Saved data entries
*** Begin section ***
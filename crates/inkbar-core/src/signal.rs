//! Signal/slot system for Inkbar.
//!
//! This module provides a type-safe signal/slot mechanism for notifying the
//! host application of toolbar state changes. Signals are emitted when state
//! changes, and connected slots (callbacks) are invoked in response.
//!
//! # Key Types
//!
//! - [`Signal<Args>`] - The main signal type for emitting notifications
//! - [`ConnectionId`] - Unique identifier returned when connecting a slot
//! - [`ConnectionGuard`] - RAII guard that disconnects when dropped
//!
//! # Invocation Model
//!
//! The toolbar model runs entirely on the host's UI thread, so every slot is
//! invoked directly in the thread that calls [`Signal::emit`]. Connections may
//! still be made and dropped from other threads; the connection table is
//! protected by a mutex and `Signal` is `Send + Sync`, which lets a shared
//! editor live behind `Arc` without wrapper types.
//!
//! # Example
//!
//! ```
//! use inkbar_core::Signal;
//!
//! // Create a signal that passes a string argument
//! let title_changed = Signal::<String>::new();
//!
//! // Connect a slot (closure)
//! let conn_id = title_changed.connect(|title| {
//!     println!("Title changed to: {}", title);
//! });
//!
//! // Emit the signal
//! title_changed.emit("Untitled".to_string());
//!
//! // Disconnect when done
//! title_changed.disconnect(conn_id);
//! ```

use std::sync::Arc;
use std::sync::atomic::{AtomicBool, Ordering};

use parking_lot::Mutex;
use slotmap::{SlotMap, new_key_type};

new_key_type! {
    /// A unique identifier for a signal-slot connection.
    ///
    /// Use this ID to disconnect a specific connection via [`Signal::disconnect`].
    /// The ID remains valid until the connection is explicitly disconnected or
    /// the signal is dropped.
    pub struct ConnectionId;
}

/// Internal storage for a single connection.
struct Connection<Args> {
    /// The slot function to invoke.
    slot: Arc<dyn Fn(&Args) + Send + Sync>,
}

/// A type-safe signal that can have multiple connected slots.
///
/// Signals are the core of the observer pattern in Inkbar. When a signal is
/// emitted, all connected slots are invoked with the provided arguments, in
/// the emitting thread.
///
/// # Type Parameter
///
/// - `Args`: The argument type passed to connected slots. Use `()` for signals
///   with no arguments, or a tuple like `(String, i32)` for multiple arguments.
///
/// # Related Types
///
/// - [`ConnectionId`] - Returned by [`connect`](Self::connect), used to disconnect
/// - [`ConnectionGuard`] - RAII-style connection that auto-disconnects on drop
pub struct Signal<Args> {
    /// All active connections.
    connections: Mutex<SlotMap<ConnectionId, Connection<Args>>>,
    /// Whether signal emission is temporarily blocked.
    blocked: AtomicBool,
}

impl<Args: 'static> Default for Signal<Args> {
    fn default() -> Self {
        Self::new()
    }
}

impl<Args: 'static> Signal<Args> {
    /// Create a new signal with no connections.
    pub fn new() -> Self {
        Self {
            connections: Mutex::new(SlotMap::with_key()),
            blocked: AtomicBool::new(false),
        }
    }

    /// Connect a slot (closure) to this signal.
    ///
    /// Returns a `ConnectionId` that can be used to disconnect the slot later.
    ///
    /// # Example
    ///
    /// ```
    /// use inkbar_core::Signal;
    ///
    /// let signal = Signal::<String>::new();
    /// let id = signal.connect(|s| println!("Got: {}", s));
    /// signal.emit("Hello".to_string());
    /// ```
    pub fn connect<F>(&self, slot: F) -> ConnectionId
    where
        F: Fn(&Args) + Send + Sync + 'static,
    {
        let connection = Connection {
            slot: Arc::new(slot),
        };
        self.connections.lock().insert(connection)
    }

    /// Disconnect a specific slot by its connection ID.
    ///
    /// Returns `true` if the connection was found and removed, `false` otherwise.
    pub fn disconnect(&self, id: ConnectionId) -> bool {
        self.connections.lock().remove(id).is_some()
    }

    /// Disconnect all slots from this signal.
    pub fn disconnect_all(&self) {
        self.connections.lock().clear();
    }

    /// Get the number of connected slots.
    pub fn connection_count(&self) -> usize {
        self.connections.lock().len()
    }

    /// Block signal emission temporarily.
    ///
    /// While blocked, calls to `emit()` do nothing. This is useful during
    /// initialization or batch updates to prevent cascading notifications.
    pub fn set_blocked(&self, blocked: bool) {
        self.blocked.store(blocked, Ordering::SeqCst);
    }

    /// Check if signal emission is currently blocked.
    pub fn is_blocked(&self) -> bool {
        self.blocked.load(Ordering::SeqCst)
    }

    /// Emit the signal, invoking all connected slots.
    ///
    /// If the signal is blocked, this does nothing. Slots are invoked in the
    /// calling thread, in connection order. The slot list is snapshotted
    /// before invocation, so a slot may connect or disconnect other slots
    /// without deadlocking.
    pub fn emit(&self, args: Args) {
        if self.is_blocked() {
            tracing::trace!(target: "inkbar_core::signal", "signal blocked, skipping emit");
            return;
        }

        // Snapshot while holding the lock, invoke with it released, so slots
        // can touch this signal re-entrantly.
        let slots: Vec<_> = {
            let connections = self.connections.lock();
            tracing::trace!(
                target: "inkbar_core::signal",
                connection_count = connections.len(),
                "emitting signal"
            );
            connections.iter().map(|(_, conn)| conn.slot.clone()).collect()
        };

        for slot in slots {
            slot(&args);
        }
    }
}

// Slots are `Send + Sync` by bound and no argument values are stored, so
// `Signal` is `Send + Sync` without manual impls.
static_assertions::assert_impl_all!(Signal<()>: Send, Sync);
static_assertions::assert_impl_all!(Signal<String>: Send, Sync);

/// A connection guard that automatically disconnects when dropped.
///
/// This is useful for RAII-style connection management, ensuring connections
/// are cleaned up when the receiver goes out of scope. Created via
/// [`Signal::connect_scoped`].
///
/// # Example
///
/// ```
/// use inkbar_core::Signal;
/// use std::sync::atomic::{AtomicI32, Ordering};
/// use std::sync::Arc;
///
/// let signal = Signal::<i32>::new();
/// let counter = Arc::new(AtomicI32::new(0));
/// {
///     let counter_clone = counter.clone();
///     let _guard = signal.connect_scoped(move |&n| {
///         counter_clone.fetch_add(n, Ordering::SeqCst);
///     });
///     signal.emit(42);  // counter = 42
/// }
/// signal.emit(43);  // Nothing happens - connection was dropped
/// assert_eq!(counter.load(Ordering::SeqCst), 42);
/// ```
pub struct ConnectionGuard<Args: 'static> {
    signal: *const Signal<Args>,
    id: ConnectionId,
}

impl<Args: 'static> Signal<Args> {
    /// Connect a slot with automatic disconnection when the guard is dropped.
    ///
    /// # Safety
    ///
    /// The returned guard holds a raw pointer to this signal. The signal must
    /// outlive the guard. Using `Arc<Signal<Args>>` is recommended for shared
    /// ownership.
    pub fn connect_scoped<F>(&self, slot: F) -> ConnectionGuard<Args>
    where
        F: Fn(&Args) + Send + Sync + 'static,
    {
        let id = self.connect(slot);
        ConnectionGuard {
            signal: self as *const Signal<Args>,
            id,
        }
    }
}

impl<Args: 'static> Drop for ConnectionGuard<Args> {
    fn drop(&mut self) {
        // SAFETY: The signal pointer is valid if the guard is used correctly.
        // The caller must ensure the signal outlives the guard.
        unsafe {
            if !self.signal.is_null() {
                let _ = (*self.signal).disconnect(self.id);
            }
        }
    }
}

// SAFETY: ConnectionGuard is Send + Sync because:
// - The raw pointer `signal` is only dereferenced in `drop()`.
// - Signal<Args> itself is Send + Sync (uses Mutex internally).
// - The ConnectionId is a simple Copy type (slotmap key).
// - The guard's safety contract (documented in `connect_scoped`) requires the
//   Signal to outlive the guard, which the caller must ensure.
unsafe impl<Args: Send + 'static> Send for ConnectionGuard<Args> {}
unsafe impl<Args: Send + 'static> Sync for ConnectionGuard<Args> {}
*** End section ***
• TRY IT
Would you retype all of the data exactly as shown?

• THE COMPLETED TASK
filename crates/inkbar-core/src/signal.rs
//! Signal/slot system for Inkbar.
//!
//! This module provides a type-safe signal/slot mechanism for notifying the
//! host application of toolbar state changes. Signals are emitted when state
//! changes, and connected slots (callbacks) are invoked in response.
//!
//! # Key Types
//!
//! - [`Signal<Args>`] - The main signal type for emitting notifications
//! - [`ConnectionId`] - Unique identifier returned when connecting a slot
//! - [`ConnectionGuard`] - RAII guard that disconnects when dropped
//!
//! # Invocation Model
//!
//! The toolbar model runs entirely on the host's UI thread, so every slot is
//! invoked directly in the thread that calls [`Signal::emit`]. Connections may
//! still be made and dropped from other threads; the connection table is
//! protected by a mutex and `Signal` is `Send + Sync`, which lets a shared
//! editor live behind `Arc` without wrapper types.
//!
//! # Example
//!
//! ```
//! use inkbar_core::Signal;
//!
//! // Create a signal that passes a string argument
//! let title_changed = Signal::<String>::new();
//!
//! // Connect a slot (closure)
//! let conn_id = title_changed.connect(|title| {
//!     println!("Title changed to: {}", title);
//! });
//!
//! // Emit the signal
//! title_changed.emit("Untitled".to_string());
//!
//! // Disconnect when done
//! title_changed.disconnect(conn_id);
//! ```

use std::sync::Arc;
use std::sync::atomic::{AtomicBool, Ordering};

use parking_lot::Mutex;
use slotmap::{SlotMap, new_key_type};

new_key_type! {
    /// A unique identifier for a signal-slot connection.
    ///
    /// Use this ID to disconnect a specific connection via [`Signal::disconnect`].
    /// The ID remains valid until the connection is explicitly disconnected or
    /// the signal is dropped.
    pub struct ConnectionId;
}

/// Internal storage for a single connection.
struct Connection<Args> {
    /// The slot function to invoke.
    slot: Arc<dyn Fn(&Args) + Send + Sync>,
}

/// A type-safe signal that can have multiple connected slots.
///
/// Signals are the core of the observer pattern in Inkbar. When a signal is
/// emitted, all connected slots are invoked with the provided arguments, in
/// the emitting thread.
///
/// # Type Parameter
///
/// - `Args`: The argument type passed to connected slots. Use `()` for signals
///   with no arguments, or a tuple like `(String, i32)` for multiple arguments.
///
/// # Related Types
///
/// - [`ConnectionId`] - Returned by [`connect`](Self::connect), used to disconnect
/// - [`ConnectionGuard`] - RAII-style connection that auto-disconnects on drop
pub struct Signal<Args> {
    /// All active connections.
    connections: Mutex<SlotMap<ConnectionId, Connection<Args>>>,
    /// Whether signal emission is temporarily blocked.
    blocked: AtomicBool,
}

impl<Args: 'static> Default for Signal<Args> {
    fn default() -> Self {
        Self::new()
    }
}

impl<Args: 'static> Signal<Args> {
    /// Create a new signal with no connections.
    pub fn new() -> Self {
        Self {
            connections: Mutex::new(SlotMap::with_key()),
            blocked: AtomicBool::new(false),
        }
    }

    /// Connect a slot (closure) to this signal.
    ///
    /// Returns a `ConnectionId` that can be used to disconnect the slot later.
    ///
    /// # Example
    ///
    /// ```
    /// use inkbar_core::Signal;
    ///
    /// let signal = Signal::<String>::new();
    /// let id = signal.connect(|s| println!("Got: {}", s));
    /// signal.emit("Hello".to_string());
    /// ```
    pub fn connect<F>(&self, slot: F) -> ConnectionId
    where
        F: Fn(&Args) + Send + Sync + 'static,
    {
        let connection = Connection {
            slot: Arc::new(slot),
        };
        self.connections.lock().insert(connection)
    }

    /// Disconnect a specific slot by its connection ID.
    ///
    /// Returns `true` if the connection was found and removed, `false` otherwise.
    pub fn disconnect(&self, id: ConnectionId) -> bool {
        self.connections.lock().remove(id).is_some()
    }

    /// Disconnect all slots from this signal.
    pub fn disconnect_all(&self) {
        self.connections.lock().clear();
    }

    /// Get the number of connected slots.
    pub fn connection_count(&self) -> usize {
        self.connections.lock().len()
    }

    /// Block signal emission temporarily.
    ///
    /// While blocked, calls to `emit()` do nothing. This is useful during
    /// initialization or batch updates to prevent cascading notifications.
    pub fn set_blocked(&self, blocked: bool) {
        self.blocked.store(blocked, Ordering::SeqCst);
    }

    /// Check if signal emission is currently blocked.
    pub fn is_blocked(&self) -> bool {
        self.blocked.load(Ordering::SeqCst)
    }

    /// Emit the signal, invoking all connected slots.
    ///
    /// If the signal is blocked, this does nothing. Slots are invoked in the
    /// calling thread, in connection order. The slot list is snapshotted
    /// before invocation, so a slot may connect or disconnect other slots
    /// without deadlocking.
    pub fn emit(&self, args: Args) {
        if self.is_blocked() {
            tracing::trace!(target: "inkbar_core::signal", "signal blocked, skipping emit");
            return;
        }

        // Snapshot while holding the lock, invoke with it released, so slots
        // can touch this signal re-entrantly.
        let slots: Vec<_> = {
            let connections = self.connections.lock();
            tracing::trace!(
                target: "inkbar_core::signal",
                connection_count = connections.len(),
                "emitting signal"
            );
            connections.iter().map(|(_, conn)| conn.slot.clone()).collect()
        };

        for slot in slots {
            slot(&args);
        }
    }
}

// Slots are `Send + Sync` by bound and no argument values are stored, so
// `Signal` is `Send + Sync` without manual impls.
static_assertions::assert_impl_all!(Signal<()>: Send, Sync);
static_assertions::assert_impl_all!(Signal<String>: Send, Sync);

/// A connection guard that automatically disconnects when dropped.
///
/// This is useful for RAII-style connection management, ensuring connections
/// are cleaned up when the receiver goes out of scope. Created via
/// [`Signal::connect_scoped`].
///
/// # Example
///
/// ```
/// use inkbar_core::Signal;
/// use std::sync::atomic::{AtomicI32, Ordering};
/// use std::sync::Arc;
///
/// let signal = Signal::<i32>::new();
/// let counter = Arc::new(AtomicI32::new(0));
/// {
///     let counter_clone = counter.clone();
///     let _guard = signal.connect_scoped(move |&n| {
///         counter_clone.fetch_add(n, Ordering::SeqCst);
///     });
///     signal.emit(42);  // counter = 42
/// }
/// signal.emit(43);  // Nothing happens - connection was dropped
/// assert_eq!(counter.load(Ordering::SeqCst), 42);
/// ```
pub struct ConnectionGuard<Args: 'static> {
    signal: *const Signal<Args>,
    id: ConnectionId,
}

impl<Args: 'static> Signal<Args> {
    /// Connect a slot with automatic disconnection when the guard is dropped.
    ///
    /// # Safety
    ///
    /// The returned guard holds a raw pointer to this signal. The signal must
    /// outlive the guard. Using `Arc<Signal<Args>>` is recommended for shared
    /// ownership.
    pub fn connect_scoped<F>(&self, slot: F) -> ConnectionGuard<Args>
    where
        F: Fn(&Args) + Send + Sync + 'static,
    {
        let id = self.connect(slot);
        ConnectionGuard {
            signal: self as *const Signal<Args>,
            id,
        }
    }
}

impl<Args: 'static> Drop for ConnectionGuard<Args> {
    fn drop(&mut self) {
        // SAFETY: The signal pointer is valid if the guard is used correctly.
        // The caller must ensure the signal outlives the guard.
        unsafe {
            if !self.signal.is_null() {
                let _ = (*self.signal).disconnect(self.id);
            }
        }
    }
}

// SAFETY: ConnectionGuard is Send + Sync because:
// - The raw pointer `signal` is only dereferenced in `drop()`.
// - Signal<Args> itself is Send + Sync (uses Mutex internally).
// - The ConnectionId is a simple Copy type (slotmap key).
// - The guard's safety contract (documented in `connect_scoped`) requires the
//   Signal to outlive the guard, which the caller must ensure.
unsafe impl<Args: Send + 'static> Send for ConnectionGuard<Args> {}
unsafe impl<Args: Send + 'static> Sync for ConnectionGuard<Args> {}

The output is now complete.